You may be under constant pressure to submit bills, but make sure you only submit real bills, as submitting fake bills can end in a notice of under-reporting of income.
As the close of the current financial year comes near, many employees have started to receive emails from their HR department to submit bills for any reimbursement or deduction claimed for the financial year 2018-19. You may be under constant pressure to submit bills, but make sure you only submit real bills, as submitting fake bills can end in a notice of under-reporting of income.
There are many expenses where employee can claim reimbursement from employer and therefore it does not add to his total income and thus he can save tax. The common ones are medical bills of up to Rs 15,000 and Leave Travel Allowance (LTA) bills such as train and air tickets for domestic travel.
For many years up till FY 2017-18, reimbursement of medical bills up to Rs 15,000 in one fiscal was exempted from income tax. Similar tax-exempt reimbursement of domestic travel tickets is permitted, subject to certain conditions.
No fake bills
Those who do not have bills of sufficient value to claim the full amount they are entitled to (as per their company policy) may be tempted to claim the reimbursements by submitting fake bills to their companies to get the tax-exempt reimbursement. The income tax department may get to know about the fake deduction at the time of scrutiny of your returns or it may ask your employer to furnish the supporting evidence for tax deducted at source (TDS) under Section 192 of the Income Tax Act and check the authenticity of documents submitted. You must know that the income tax department keeps a tab on all your financial transactions, as banks intimate the I-T department about all high-value transactions done.

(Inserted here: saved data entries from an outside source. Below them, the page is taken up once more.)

//! Debug gizmos for tracked objects
//!
//! Draws the combined world bounds of every tracked object: green while the box
//! intersects the `LabelCamera` frustum, red when it is culled or disabled.

use bevy::prelude::*;

use crate::components::LabelCamera;
use crate::config::TrackedObjects;
use crate::geometry::CameraView;
use crate::geometry::WorldAabb;
use crate::geometry::WorldBounds;
use crate::support::GeometryQueries;
use crate::support::camera_snapshot;

/// Gizmo config group for tracked-object bounds.
/// Toggle via `GizmoConfigStore::config_mut::<LabelBoundsGizmo>().enabled`
#[derive(Default, Reflect, GizmoConfigGroup)]
pub struct LabelBoundsGizmo {}

/// Colors and line width for tracked-object bounds
#[derive(Resource, Reflect, Debug, Clone)]
#[reflect(Resource)]
pub struct LabelBoundsVisualizationConfig {
    pub visible_color: Color,
    pub culled_color:  Color,
    pub line_width:    f32,
}

impl Default for LabelBoundsVisualizationConfig {
    fn default() -> Self {
        Self {
            visible_color: Color::srgb(0.0, 1.0, 0.0), // Green
            culled_color:  Color::srgb(1.0, 0.0, 0.0), // Red
            line_width:    2.0,
        }
    }
}

/// Plugin that draws tracked-object bounds
pub struct LabelBoundsVisualizationPlugin;

impl Plugin for LabelBoundsVisualizationPlugin {
    fn build(&self, app: &mut App) {
        app.init_gizmo_group::<LabelBoundsGizmo>()
            .init_resource::<LabelBoundsVisualizationConfig>()
            .add_systems(Startup, init_label_bounds_gizmo)
            .add_systems(Update, draw_label_bounds);
    }
}

fn init_label_bounds_gizmo(
    mut config_store: ResMut<GizmoConfigStore>,
    viz_config: Res<LabelBoundsVisualizationConfig>,
) {
    let (config, _) = config_store.config_mut::<LabelBoundsGizmo>();
    // off by default so captured frames stay clean
    config.enabled = false;
    config.line.width = viz_config.line_width;
}

fn draw_label_bounds(
    mut gizmos: Gizmos<LabelBoundsGizmo>,
    config: Res<LabelBoundsVisualizationConfig>,
    tracked: Res<TrackedObjects>,
    camera_query: Query<(&Camera, &Projection, &GlobalTransform), With<LabelCamera>>,
    geometry: GeometryQueries,
) {
    let Ok((camera, projection, camera_transform)) = camera_query.single() else {
        return;
    };
    let Some(snapshot) = camera_snapshot(camera, projection, camera_transform) else {
        return;
    };

    for object in tracked.iter() {
        let object_geometry = geometry.object_geometry(object.entity);
        let Some(bounds) = object_geometry.world_bounds() else {
            continue;
        };

        let in_view =
            object_geometry.is_enabled() && snapshot.frustum().intersects_aabb(&bounds);
        let color = if in_view {
            config.visible_color
        } else {
            config.culled_color
        };
        draw_world_box(&mut gizmos, &bounds, color);
    }
}

/// Draws the 12 edges of a world-space box
fn draw_world_box(gizmos: &mut Gizmos<LabelBoundsGizmo>, bounds: &WorldAabb, color: Color) {
    const EDGES: [(usize, usize); 12] = [
        (0, 1),
        (2, 3),
        (4, 5),
        (6, 7),
        (0, 2),
        (1, 3),
        (4, 6),
        (5, 7),
        (0, 4),
        (1, 5),
        (2, 6),
        (3, 7),
    ];

    let corners = bounds.corners();
    for (start, end) in EDGES {
        gizmos.line(corners[start], corners[end], color);
    }
}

There have been many instances where HRA claim was made and accepted by the employers based on the rent receipt. However, at the time of scrutiny it was found that there was no rent agreement or any proof of payment actually been done. The tax department will ask you to provide documents and transactional proofs such as bank account statement, etc., for the same. If you are unable to provide the same, then the department will reject your claim and ask you to pay additional tax on the income along with interest and penalty.
Penalty for fake bills
Further in case the rent amount you are paying is less than Rs 1 lakh then landlord PAN is optional. But if the rent is more than Rs 1 lakh a year, then you have to mandatorily give a signed copy of the landlord’s PAN card. Do remember that many people just provide rent receipt to employer without giving additional documents and information about landlord. Such fake claims can be part of scrutiny and if you are unable to provide agreement and payment proof then you may be liable to pay penalty.

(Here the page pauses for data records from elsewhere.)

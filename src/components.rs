//! Components used by the labeling system.

use bevy::prelude::*;

/// Marks the camera whose view is captured and labeled. Exactly one is expected.
#[derive(Component, Reflect, Debug, Default, Clone, Copy)]
#[reflect(Component)]
pub struct LabelCamera;

/// Tracks an entity (and its mesh descendants) under a class id.
///
/// Inserting it appends the entity to [`crate::TrackedObjects`]; removing it drops the
/// entity from the list.
#[derive(Component, Reflect, Debug, Clone, Copy, PartialEq, Eq)]
#[reflect(Component)]
pub struct LabelTarget {
    pub class_id: u32,
}

impl LabelTarget {
    pub const fn new(class_id: u32) -> Self { Self { class_id } }
}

As per Section 270A(1), a penalty of 50% will be levied if income has been under-reported. However, if under-reporting of income is a consequence of misreporting of income, then penalty of 200% can be levied. Therefore, an individual’s deliberately submission of fake bills to misreport the income may attract penalty of 200%.
So it is better to avoid short cut and and not submit fake bills. Employees are advised to keep records of all the bills and payment made through cash. If the transaction is done through net banking or credit card it becomes easy to prove.